> **What you need to do**
Where the listing below reaches the line containing "pub fn released(&self, button: usize)", start writing out lines exactly, and stop once the line containing "the previous one" has been written.

-- -- --

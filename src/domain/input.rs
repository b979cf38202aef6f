//! Input translation
//!
//! Turns one polled controller snapshot into drive intents and button
//! events. Button indices follow the standard gamepad layout:
//!
//! ```text
//! 0 A    1 B    2 X    3 Y
//! 4 LB   5 RB   6 LT   7 RT   (6/7 analog)
//! 8 View 9 Menu
//! axes: 0 left X, 1 left Y (down is positive)
//! ```

use crate::domain::settings::DriveSettings;
use crate::infrastructure::bluetooth::protocol::Color;
use serde::{Deserialize, Serialize};
use std::time::{Duration, Instant};

#[derive(Debug, Clone, Copy, Default, PartialEq)]
pub struct ButtonState {
    pub pressed: bool,
    /// Analog value in [0, 1]
    pub value: f32,
}

/// One immutable sample of the controller
#[derive(Debug, Clone, Default, PartialEq)]
pub struct ControllerSnapshot {
    pub buttons: Vec<ButtonState>,
    /// Axis values in [-1, 1]
    pub axes: Vec<f32>,
}

impl ControllerSnapshot {
    pub fn new(buttons: Vec<ButtonState>, axes: Vec<f32>) -> Self {
        Self { buttons, axes }
    }

    /// Nothing pressed, sticks centred
    pub fn neutral(buttons: usize, axes: usize) -> Self {
        Self::new(vec![ButtonState::default(); buttons], vec![0.0; axes])
    }

    pub fn axis(&self, index: usize) -> f32 {
        self.axes.get(index).copied().unwrap_or(0.0)
    }
}

/// Something that can be polled once per tick
pub trait InputSource {
    /// Latest snapshot, or `None` when no controller is attached
    fn poll(&mut self) -> Option<ControllerSnapshot>;
}

/// Stick magnitude from which `speed` applies
#[derive(Debug, Clone, Copy, PartialEq, Serialize, Deserialize)]
pub struct SpeedBand {
    pub threshold: f32,
    pub speed: u8,
}

impl SpeedBand {
    pub const fn new(threshold: f32, speed: u8) -> Self {
        Self { threshold, speed }
    }
}

/// Button assignments
#[derive(Debug, Clone, Serialize, Deserialize)]
#[serde(default)]
pub struct ButtonMap {
    /// Colour buttons in Normal/Expert, trick buttons in Trick
    pub face: [usize; 4],
    pub face_colors: [Color; 4],
    /// Hold to aim; a short press applies its face colour
    pub aim: usize,
    pub speed_down: usize,
    pub speed_up: usize,
    /// Pressing both toggles Trick mode
    pub combo: (usize, usize),
    pub cycle_mode: usize,
    pub sleep: usize,
    /// Buttons read through their analog value
    pub analog: Vec<usize>,
}

impl Default for ButtonMap {
    fn default() -> Self {
        Self {
            face: [0, 1, 2, 3],
            face_colors: [
                Color::new(255, 0, 0),
                Color::new(0, 0, 255),
                Color::new(0, 255, 0),
                Color::new(255, 255, 0),
            ],
            aim: 3,
            speed_down: 4,
            speed_up: 5,
            combo: (4, 6),
            cycle_mode: 9,
            sleep: 8,
            analog: vec![6, 7],
        }
    }
}

#[derive(Debug, Clone, Copy, PartialEq)]
pub struct DriveIntent {
    /// Absolute heading in [0, 360)
    pub heading: u16,
    pub magnitude: f32,
    /// Banded speed before the mode's speed fraction is applied
    pub speed: u8,
}

/// Everything the control loop needs from one tick of input
#[derive(Debug, Clone, Default)]
pub struct InputFrame {
    pub drive: Option<DriveIntent>,
    /// Raw lateral axis, used for in-place rotation
    pub lateral: f32,
    /// Debounced press edges
    pub pressed: Vec<usize>,
    pub released: Vec<usize>,
    pub held: Vec<bool>,
    pub combo: bool,
}

impl InputFrame {
    pub fn pressed(&self, button: usize) -> bool {
        self.pressed.contains(&button)
    }

    pub fn released(&self, button: usize) -> bool {
        self.released.contains(&button)
    }

    pub fn is_held(&self, button: usize) -> bool {
        self.held.get(button).copied().unwrap_or(false)
    }
}

pub struct InputTranslator {
    deadzone: f32,
    speed_bands: Vec<SpeedBand>,
    analog_threshold: f32,
    analog_buttons: Vec<usize>,
    combo: (usize, usize),
    debounce: Duration,

    previous: Vec<bool>,
    last_edge: Vec<Option<Instant>>,
    last_combo: Option<Instant>,
}

impl InputTranslator {
    pub fn new(drive: &DriveSettings, buttons: &ButtonMap) -> Self {
        Self {
            deadzone: drive.deadzone,
            speed_bands: drive.speed_bands.clone(),
            analog_threshold: drive.analog_threshold,
            analog_buttons: buttons.analog.clone(),
            combo: buttons.combo,
            debounce: Duration::from_millis(drive.debounce_ms),
            previous: Vec::new(),
            last_edge: Vec::new(),
            last_combo: None,
        }
    }

    /// Translate one snapshot; the snapshot then becomes the previous one
    pub fn translate(&mut self, snapshot: &ControllerSnapshot, now: Instant) -> InputFrame {
        let mut held: Vec<bool> = snapshot
            .buttons
            .iter()
            .enumerate()
            .map(|(index, button)| self.is_pressed(index, button))
            .collect();

        // A release inside the debounce window of the last press is contact bounce
        for (index, state) in held.iter_mut().enumerate() {
            let was = self.previous.get(index).copied().unwrap_or(false);
            let last = self.last_edge.get(index).copied().flatten();
            if was && !*state && !Self::debounced(last, now, self.debounce) {
                *state = true;
            }
        }

        let now_held = |i: usize| held.get(i).copied().unwrap_or(false);
        let was_held = |i: usize| self.previous.get(i).copied().unwrap_or(false);

        let (a, b) = self.combo;
        let combo = now_held(a)
            && now_held(b)
            && !(was_held(a) && was_held(b))
            && Self::debounced(self.last_combo, now, self.debounce);

        let mut pressed = Vec::new();
        let mut released = Vec::new();
        for index in 0..held.len().max(self.previous.len()) {
            match (now_held(index), was_held(index)) {
                (true, false) => {
                    // A combo swallows its constituents' single edges
                    if combo && (index == a || index == b) {
                        continue;
                    }
                    let last = self.last_edge.get(index).copied().flatten();
                    if Self::debounced(last, now, self.debounce) {
                        pressed.push(index);
                    }
                }
                (false, true) => released.push(index),
                _ => {}
            }
        }

        if combo {
            self.last_combo = Some(now);
        }
        for &index in &pressed {
            if self.last_edge.len() <= index {
                self.last_edge.resize(index + 1, None);
            }
            self.last_edge[index] = Some(now);
        }

        let x = snapshot.axis(0);
        let y = -snapshot.axis(1);
        let frame = InputFrame {
            drive: self.drive_intent(x, y),
            lateral: x,
            pressed,
            released,
            held: held.clone(),
            combo,
        };
        self.previous = held;
        frame
    }

    /// Drive intent for a stick vector; `None` inside the deadzone
    ///
    /// The deadzone boundary itself counts as intentional motion.
    pub fn drive_intent(&self, x: f32, y: f32) -> Option<DriveIntent> {
        let magnitude = x.hypot(y);
        if magnitude < self.deadzone || !magnitude.is_finite() {
            return None;
        }
        Some(DriveIntent {
            heading: heading_degrees(x, y),
            magnitude,
            speed: self.band_speed(magnitude),
        })
    }

    /// Highest band reached; magnitudes under the first band use the first band
    pub fn band_speed(&self, magnitude: f32) -> u8 {
        self.speed_bands
            .iter()
            .rev()
            .find(|band| magnitude >= band.threshold)
            .or(self.speed_bands.first())
            .map_or(0, |band| band.speed)
    }

    fn is_pressed(&self, index: usize, button: &ButtonState) -> bool {
        if self.analog_buttons.contains(&index) {
            button.pressed || button.value > self.analog_threshold
        } else {
            button.pressed
        }
    }

    fn debounced(last: Option<Instant>, now: Instant, window: Duration) -> bool {
        last.map_or(true, |last| now.saturating_duration_since(last) > window)
    }
}

/// Compass heading of a stick vector: 0 is forward, 90 is right
pub fn heading_degrees(x: f32, y: f32) -> u16 {
    let mut degrees = x.atan2(y).to_degrees();
    if degrees < 0.0 {
        degrees += 360.0;
    }
    (degrees.round() as u16) % 360
}

#[cfg(test)]
pub(crate) fn snapshot_with(pressed: &[usize], x: f32, y: f32) -> ControllerSnapshot {
    let mut snapshot = ControllerSnapshot::neutral(16, 4);
    for &index in pressed {
        snapshot.buttons[index] = ButtonState {
            pressed: true,
            value: 1.0,
        };
    }
    snapshot.axes[0] = x;
    snapshot.axes[1] = y;
    snapshot
}

#[cfg(test)]
mod tests {
    use super::*;

    fn translator() -> InputTranslator {
        InputTranslator::new(&DriveSettings::default(), &ButtonMap::default())
    }

    fn at(start: Instant, ms: u64) -> Instant {
        start + Duration::from_millis(ms)
    }

    #[test]
    fn test_lateral_stick_scenario() {
        let mut translator = translator();
        let frame = translator.translate(&snapshot_with(&[], 0.6, 0.0), Instant::now());
        let intent = frame.drive.unwrap();
        assert_eq!(intent.heading, 90);
        assert_eq!(intent.speed, 85);
        assert!((intent.magnitude - 0.6).abs() < 1e-6);
        assert_eq!(frame.lateral, 0.6);
    }

    #[test]
    fn test_deadzone_boundary_is_inclusive() {
        let translator = translator();
        assert!(translator.drive_intent(0.1499, 0.0).is_none());
        assert!(translator.drive_intent(0.0, 0.0).is_none());
        let boundary = translator.drive_intent(0.15, 0.0).unwrap();
        assert_eq!(boundary.speed, 85);
    }

    #[test]
    fn test_non_finite_stick_does_not_drive() {
        let mut translator = translator();
        assert!(translator.drive_intent(f32::NAN, 0.0).is_none());
        assert!(translator.drive_intent(0.5, f32::INFINITY).is_none());

        let frame = translator.translate(&snapshot_with(&[], f32::NAN, f32::NAN), Instant::now());
        assert!(frame.drive.is_none());
    }

    #[test]
    fn test_headings_follow_stick() {
        let mut translator = translator();
        let now = Instant::now();
        let heading = |t: &mut InputTranslator, x, y| {
            t.translate(&snapshot_with(&[], x, y), now).drive.unwrap().heading
        };
        // Stick up is negative on the Y axis
        assert_eq!(heading(&mut translator, 0.0, -1.0), 0);
        assert_eq!(heading(&mut translator, 1.0, 0.0), 90);
        assert_eq!(heading(&mut translator, 0.0, 1.0), 180);
        assert_eq!(heading(&mut translator, -1.0, 0.0), 270);
        assert_eq!(heading(&mut translator, -0.001, -1.0), 0);
    }

    #[test]
    fn test_speed_bands() {
        let translator = translator();
        assert_eq!(translator.band_speed(0.17), 85);
        assert_eq!(translator.band_speed(0.6), 85);
        assert_eq!(translator.band_speed(0.65), 170);
        assert_eq!(translator.band_speed(0.89), 170);
        assert_eq!(translator.band_speed(1.0), 255);
    }

    #[test]
    fn test_press_and_release_edges() {
        let mut translator = translator();
        let start = Instant::now();

        let frame = translator.translate(&snapshot_with(&[0], 0.0, 0.0), at(start, 0));
        assert_eq!(frame.pressed, vec![0]);
        assert!(frame.is_held(0));

        let frame = translator.translate(&snapshot_with(&[0], 0.0, 0.0), at(start, 100));
        assert!(frame.pressed.is_empty());

        let frame = translator.translate(&snapshot_with(&[], 0.0, 0.0), at(start, 200));
        assert_eq!(frame.released, vec![0]);
        assert!(!frame.is_held(0));
    }

    #[test]
    fn test_bouncing_press_is_ignored() {
        let mut translator = translator();
        let start = Instant::now();

        assert!(translator
            .translate(&snapshot_with(&[1], 0.0, 0.0), at(start, 0))
            .pressed(1));
        translator.translate(&snapshot_with(&[], 0.0, 0.0), at(start, 10));
        assert!(!translator
            .translate(&snapshot_with(&[1], 0.0, 0.0), at(start, 20))
            .pressed(1));
        translator.translate(&snapshot_with(&[], 0.0, 0.0), at(start, 60));
        assert!(translator
            .translate(&snapshot_with(&[1], 0.0, 0.0), at(start, 120))
            .pressed(1));
    }

    #[test]
    fn test_bouncing_release_is_ignored() {
        let mut translator = translator();
        let start = Instant::now();

        translator.translate(&snapshot_with(&[3], 0.0, 0.0), at(start, 0));
        let frame = translator.translate(&snapshot_with(&[], 0.0, 0.0), at(start, 10));
        assert!(frame.released.is_empty());
        assert!(frame.is_held(3));

        let frame = translator.translate(&snapshot_with(&[3], 0.0, 0.0), at(start, 20));
        assert!(frame.pressed.is_empty());

        let frame = translator.translate(&snapshot_with(&[], 0.0, 0.0), at(start, 300));
        assert_eq!(frame.released, vec![3]);
    }

    #[test]
    fn test_combo_fires_once_and_swallows_edges() {
        let mut translator = translator();
        let start = Instant::now();

        let frame = translator.translate(&snapshot_with(&[4, 6], 0.0, 0.0), at(start, 0));
        assert!(frame.combo);
        assert!(!frame.pressed(4));
        assert!(!frame.pressed(6));

        let frame = translator.translate(&snapshot_with(&[4, 6], 0.0, 0.0), at(start, 100));
        assert!(!frame.combo);

        translator.translate(&snapshot_with(&[6], 0.0, 0.0), at(start, 200));
        let frame = translator.translate(&snapshot_with(&[4, 6], 0.0, 0.0), at(start, 300));
        assert!(frame.combo);
        assert!(!frame.pressed(4));
    }

    #[test]
    fn test_analog_trigger_threshold() {
        let mut translator = translator();
        let mut snapshot = ControllerSnapshot::neutral(16, 4);
        snapshot.buttons[6] = ButtonState {
            pressed: false,
            value: 0.4,
        };
        let frame = translator.translate(&snapshot, Instant::now());
        assert!(!frame.is_held(6));

        snapshot.buttons[6].value = 0.6;
        let frame = translator.translate(&snapshot, Instant::now() + Duration::from_millis(100));
        assert!(frame.pressed(6));
    }
}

-- -- --

> **Exercise answer**
    pub fn released(&self, button: usize) -> bool {
        self.released.contains(&button)
    }

    pub fn is_held(&self, button: usize) -> bool {
        self.held.get(button).copied().unwrap_or(false)
    }
}

pub struct InputTranslator {
    deadzone: f32,
    speed_bands: Vec<SpeedBand>,
    analog_threshold: f32,
    analog_buttons: Vec<usize>,
    combo: (usize, usize),
    debounce: Duration,

    previous: Vec<bool>,
    last_edge: Vec<Option<Instant>>,
    last_combo: Option<Instant>,
}

impl InputTranslator {
    pub fn new(drive: &DriveSettings, buttons: &ButtonMap) -> Self {
        Self {
            deadzone: drive.deadzone,
            speed_bands: drive.speed_bands.clone(),
            analog_threshold: drive.analog_threshold,
            analog_buttons: buttons.analog.clone(),
            combo: buttons.combo,
            debounce: Duration::from_millis(drive.debounce_ms),
            previous: Vec::new(),
            last_edge: Vec::new(),
            last_combo: None,
        }
    }

    /// Translate one snapshot; the snapshot then becomes the previous one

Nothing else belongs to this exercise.